New programmers are excited that their code works the first time, but experienced programmers know that something is definitely wrong if it actually did work the first time.
As an experienced programmer, something is wrong if the jump function works. Maybe once the character hits the ground, they get flung back up.
As a 9 year old, who was actually interested in Java at that time because of using an app-making tool, an error log said "expected int, got float", and I thought int meant Intent so I brute forced an integer to be an Android object, and I got mad when the bug got worse.
As an experienced programmer, I unfortunately feel this pain...
I remember this one night I had a dream that I was programming something for my Graphing Calculator, probably a game or something, and then once I woke up I sprung off of my bed onto my computer to program on my Ti-84 Plus CE Graphing Calculator.

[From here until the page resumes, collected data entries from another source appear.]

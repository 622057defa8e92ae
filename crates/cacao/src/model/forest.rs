//! Random forest regressor.
//!
//! [`RandomForestParams`] is the estimator configuration; fitting it yields a
//! [`RandomForest`]. Each tree is grown on a bootstrap resample with
//! per-node feature subsampling. Per-tree seeds are drawn up front from the
//! configured seed, so the fitted forest does not depend on thread count.
//!
//! # Example
//!
//! ```
//! use cacao::model::{MaxFeatures, Predict, RandomForestParams, Regressor};
//! use cacao::Parallelism;
//! use ndarray::array;
//!
//! let params = RandomForestParams::builder()
//!     .n_trees(10)
//!     .max_depth(3)
//!     .max_features(MaxFeatures::All)
//!     .build()
//!     .unwrap();
//!
//! // [n_features = 1, n_samples = 6]
//! let x = array![[0.0, 1.0, 2.0, 3.0, 4.0, 5.0]];
//! let y = array![1.0, 1.0, 1.0, 3.0, 3.0, 3.0];
//! let forest = params.fit(x.view(), y.view(), Parallelism::Sequential).unwrap();
//! let pred = forest.predict(x.view(), Parallelism::Sequential).unwrap();
//! assert_eq!(pred.len(), 6);
//! ```

use bon::Builder;
use ndarray::{Array1, ArrayView1, ArrayView2};
use rand::{Rng, RngCore, SeedableRng};
use rand_xoshiro::Xoshiro256PlusPlus;
use serde::{Deserialize, Serialize};

use crate::config::ConfigError;
use crate::utils::Parallelism;

use super::tree::{grow_tree, GrowParams, RegressionTree};
use super::{check_training_data, ModelError, Predict, Regressor};

// =============================================================================
// MaxFeatures
// =============================================================================

/// Number of features examined when searching for each split.
#[derive(Debug, Clone, Copy, PartialEq, Default, Serialize, Deserialize)]
#[serde(rename_all = "snake_case")]
pub enum MaxFeatures {
    /// Every feature.
    #[default]
    All,
    /// `floor(sqrt(n_features))`, at least 1.
    Sqrt,
    /// `floor(log2(n_features))`, at least 1.
    Log2,
    /// `floor(fraction * n_features)`, at least 1. Must be in `(0, 1]`.
    Fraction(f64),
}

impl MaxFeatures {
    /// Resolve to a feature count for a matrix with `n_features` columns.
    pub fn resolve(self, n_features: usize) -> usize {
        let n = n_features as f64;
        let k = match self {
            Self::All => n_features,
            Self::Sqrt => n.sqrt().floor() as usize,
            Self::Log2 => n.log2().floor() as usize,
            Self::Fraction(f) => (f * n).floor() as usize,
        };
        k.clamp(1, n_features.max(1))
    }
}

impl std::fmt::Display for MaxFeatures {
    fn fmt(&self, f: &mut std::fmt::Formatter<'_>) -> std::fmt::Result {
        match self {
            Self::All => f.write_str("all"),
            Self::Sqrt => f.write_str("sqrt"),
            Self::Log2 => f.write_str("log2"),
            Self::Fraction(v) => write!(f, "{v}"),
        }
    }
}

// =============================================================================
// RandomForestParams
// =============================================================================

/// Random forest hyperparameters.
///
/// Built through [`RandomForestParams::builder`], which validates on
/// `build()`. Deserialized values should be checked with
/// [`validate`](Self::validate).
#[derive(Debug, Clone, PartialEq, Builder, Serialize, Deserialize)]
#[builder(derive(Clone, Debug), finish_fn(vis = "", name = __build_internal))]
#[serde(default)]
pub struct RandomForestParams {
    /// Number of trees. Default: 100.
    #[builder(default = 100)]
    pub n_trees: u32,

    /// Maximum tree depth. `None` grows until leaves are pure or too small.
    pub max_depth: Option<u32>,

    /// Minimum samples required to split a node. Default: 2.
    #[builder(default = 2)]
    pub min_samples_split: usize,

    /// Minimum samples in each child of a split. Default: 1.
    #[builder(default = 1)]
    pub min_samples_leaf: usize,

    /// Features examined per split. Default: all.
    #[builder(default)]
    pub max_features: MaxFeatures,

    /// Grow each tree on a bootstrap resample. Default: true.
    #[builder(default = true)]
    pub bootstrap: bool,

    /// Master seed for bootstrap and feature sampling. Default: 42.
    #[builder(default = 42)]
    pub seed: u64,
}

impl<S: random_forest_params_builder::IsComplete> RandomForestParamsBuilder<S> {
    /// Build and validate the parameters.
    ///
    /// # Errors
    ///
    /// Returns [`ConfigError`] if `n_trees == 0`, `max_depth == Some(0)`,
    /// `min_samples_split < 2`, `min_samples_leaf == 0`, or a fractional
    /// `max_features` lies outside `(0, 1]`.
    pub fn build(self) -> Result<RandomForestParams, ConfigError> {
        let params = self.__build_internal();
        params.validate()?;
        Ok(params)
    }
}

impl Default for RandomForestParams {
    fn default() -> Self {
        Self {
            n_trees: 100,
            max_depth: None,
            min_samples_split: 2,
            min_samples_leaf: 1,
            max_features: MaxFeatures::All,
            bootstrap: true,
            seed: 42,
        }
    }
}

impl RandomForestParams {
    pub fn validate(&self) -> Result<(), ConfigError> {
        if self.n_trees == 0 {
            return Err(ConfigError::InvalidNTrees);
        }
        if self.max_depth == Some(0) {
            return Err(ConfigError::InvalidMaxDepth);
        }
        if self.min_samples_split < 2 {
            return Err(ConfigError::InvalidMinSamples {
                field: "min_samples_split",
                value: self.min_samples_split,
            });
        }
        if self.min_samples_leaf == 0 {
            return Err(ConfigError::InvalidMinSamples {
                field: "min_samples_leaf",
                value: 0,
            });
        }
        if let MaxFeatures::Fraction(f) = self.max_features {
            if !(f > 0.0 && f <= 1.0) {
                return Err(ConfigError::InvalidMaxFeatures(f));
            }
        }
        Ok(())
    }

    /// Short human-readable label, e.g. `n_trees=100,max_depth=5,max_features=sqrt`.
    pub fn label(&self) -> String {
        let depth = self
            .max_depth
            .map_or_else(|| "none".to_string(), |d| d.to_string());
        format!(
            "n_trees={},max_depth={},max_features={}",
            self.n_trees, depth, self.max_features
        )
    }
}

impl Regressor for RandomForestParams {
    type Model = RandomForest;

    fn fit(
        &self,
        features: ArrayView2<'_, f64>,
        targets: ArrayView1<'_, f64>,
        parallelism: Parallelism,
    ) -> Result<RandomForest, ModelError> {
        RandomForest::fit(self, features, targets, parallelism)
    }
}

// =============================================================================
// RandomForest
// =============================================================================

/// A fitted random forest. Predictions are the mean over trees.
#[derive(Debug, Clone)]
pub struct RandomForest {
    trees: Vec<RegressionTree>,
    n_features: usize,
    params: RandomForestParams,
}

impl RandomForest {
    /// Fit a forest to `[n_features, n_samples]` features.
    pub fn fit(
        params: &RandomForestParams,
        features: ArrayView2<'_, f64>,
        targets: ArrayView1<'_, f64>,
        parallelism: Parallelism,
    ) -> Result<Self, ModelError> {
        check_training_data(features, targets)?;

        let n_samples = targets.len();
        let n_features = features.nrows();
        let grow = GrowParams {
            max_depth: params.max_depth,
            min_samples_split: params.min_samples_split,
            min_samples_leaf: params.min_samples_leaf,
            max_features: params.max_features.resolve(n_features),
        };

        let mut master = Xoshiro256PlusPlus::seed_from_u64(params.seed);
        let seeds: Vec<u64> = (0..params.n_trees).map(|_| master.next_u64()).collect();

        let trees = parallelism.maybe_par_map(seeds, |seed| {
            let mut rng = Xoshiro256PlusPlus::seed_from_u64(seed);
            let samples: Vec<usize> = if params.bootstrap {
                (0..n_samples).map(|_| rng.gen_range(0..n_samples)).collect()
            } else {
                (0..n_samples).collect()
            };
            grow_tree(features, targets, samples, &grow, &mut rng)
        });

        tracing::trace!(
            n_trees = trees.len(),
            n_samples,
            n_features,
            max_features = grow.max_features,
            "fitted random forest"
        );

        Ok(Self {
            trees,
            n_features,
            params: params.clone(),
        })
    }

    #[inline]
    pub fn trees(&self) -> &[RegressionTree] {
        &self.trees
    }

    #[inline]
    pub fn n_trees(&self) -> usize {
        self.trees.len()
    }

    #[inline]
    pub fn n_features(&self) -> usize {
        self.n_features
    }

    #[inline]
    pub fn params(&self) -> &RandomForestParams {
        &self.params
    }
}

impl Predict for RandomForest {
    fn predict(
        &self,
        features: ArrayView2<'_, f64>,
        parallelism: Parallelism,
    ) -> Result<Array1<f64>, ModelError> {
        if features.nrows() != self.n_features {
            return Err(ModelError::FeatureCountMismatch {
                expected: self.n_features,
                got: features.nrows(),
            });
        }
        let n_trees = self.trees.len() as f64;
        let preds = parallelism.maybe_par_map(0..features.ncols(), |j| {
            let sample = features.column(j);
            self.trees.iter().map(|t| t.predict_sample(sample)).sum::<f64>() / n_trees
        });
        Ok(Array1::from(preds))
    }
}

#[cfg(test)]
mod tests {
    use super::*;
    use approx::assert_abs_diff_eq;
    use ndarray::{array, Array2};
    use rstest::rstest;

    fn linear_data(n: usize) -> (Array2<f64>, Array1<f64>) {
        let x = Array2::from_shape_fn((2, n), |(f, j)| if f == 0 { j as f64 } else { (j % 3) as f64 });
        let y = x.row(0).mapv(|v| 2.0 * v + 1.0);
        (x, y)
    }

    #[test]
    fn builder_defaults() {
        let params = RandomForestParams::builder().build().unwrap();
        assert_eq!(params, RandomForestParams::default());
        assert_eq!(params.seed, 42);
        assert!(params.bootstrap);
    }

    #[rstest]
    #[case(RandomForestParams { n_trees: 0, ..Default::default() }, ConfigError::InvalidNTrees)]
    #[case(RandomForestParams { max_depth: Some(0), ..Default::default() }, ConfigError::InvalidMaxDepth)]
    #[case(
        RandomForestParams { min_samples_leaf: 0, ..Default::default() },
        ConfigError::InvalidMinSamples { field: "min_samples_leaf", value: 0 }
    )]
    #[case(
        RandomForestParams { max_features: MaxFeatures::Fraction(1.5), ..Default::default() },
        ConfigError::InvalidMaxFeatures(1.5)
    )]
    fn validate_rejects(#[case] params: RandomForestParams, #[case] expected: ConfigError) {
        assert_eq!(params.validate(), Err(expected));
    }

    #[rstest]
    #[case(MaxFeatures::All, 100, 100)]
    #[case(MaxFeatures::Sqrt, 100, 10)]
    #[case(MaxFeatures::Log2, 100, 6)]
    #[case(MaxFeatures::Fraction(0.25), 100, 25)]
    #[case(MaxFeatures::Fraction(0.01), 10, 1)]
    #[case(MaxFeatures::Sqrt, 1, 1)]
    fn max_features_resolve(#[case] mf: MaxFeatures, #[case] n: usize, #[case] expected: usize) {
        assert_eq!(mf.resolve(n), expected);
    }

    #[test]
    fn fits_linear_signal() {
        let (x, y) = linear_data(60);
        let params = RandomForestParams::builder().n_trees(20).build().unwrap();
        let forest = params.fit(x.view(), y.view(), Parallelism::Sequential).unwrap();
        let pred = forest.predict(x.view(), Parallelism::Sequential).unwrap();

        let mse = (&pred - &y).mapv(|e| e * e).mean().unwrap();
        assert!(mse < 10.0, "training mse too high: {mse}");
        for tree in forest.trees() {
            assert!(tree.validate().is_ok());
        }
    }

    #[test]
    fn parallel_fit_matches_sequential() {
        let (x, y) = linear_data(40);
        let params = RandomForestParams::builder()
            .n_trees(8)
            .max_features(MaxFeatures::Sqrt)
            .seed(7)
            .build()
            .unwrap();
        let seq = params.fit(x.view(), y.view(), Parallelism::Sequential).unwrap();
        let par = params.fit(x.view(), y.view(), Parallelism::Parallel).unwrap();
        assert_eq!(seq.trees(), par.trees());

        let a = seq.predict(x.view(), Parallelism::Sequential).unwrap();
        let b = par.predict(x.view(), Parallelism::Parallel).unwrap();
        assert_eq!(a, b);
    }

    #[test]
    fn constant_target_predicts_constant() {
        let x = array![[0.0, 1.0, 2.0, 3.0]];
        let y = array![4.0, 4.0, 4.0, 4.0];
        let forest = RandomForestParams::default()
            .fit(x.view(), y.view(), Parallelism::Sequential)
            .unwrap();
        let pred = forest.predict(array![[10.0]].view(), Parallelism::Sequential).unwrap();
        assert_abs_diff_eq!(pred[0], 4.0, epsilon = 1e-12);
    }

    #[test]
    fn fit_rejects_bad_input() {
        let x = array![[0.0, 1.0]];
        assert_eq!(
            RandomForestParams::default()
                .fit(x.view(), array![1.0].view(), Parallelism::Sequential)
                .unwrap_err(),
            ModelError::LengthMismatch { features: 2, targets: 1 }
        );
        assert_eq!(
            RandomForestParams::default()
                .fit(x.view(), array![1.0, f64::NAN].view(), Parallelism::Sequential)
                .unwrap_err(),
            ModelError::NonFiniteTarget(1)
        );
    }

    #[test]
    fn predict_rejects_wrong_feature_count() {
        let (x, y) = linear_data(10);
        let forest = RandomForestParams::builder()
            .n_trees(2)
            .build()
            .unwrap()
            .fit(x.view(), y.view(), Parallelism::Sequential)
            .unwrap();
        assert_eq!(
            forest
                .predict(array![[1.0]].view(), Parallelism::Sequential)
                .unwrap_err(),
            ModelError::FeatureCountMismatch { expected: 2, got: 1 }
        );
    }
}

Funny thing? The program I had programmed from my dream actually worked.
A programmer's actual worst nightmare: seeing the same platformer over and over again but with different textures and seeing it has thousands of views.
I've made around 3 games for the TI-84 Plus CE. They run pretty slowly because they are all programmed in TiBASIC and they also take a long time to refresh every frame. But anyways...
No, I can't program in Assembly (unfortunately)
But let's be honest - no one is programming in Assembly anymore, we've got compilers and crap to inject data into x86 computer chips or whatnot.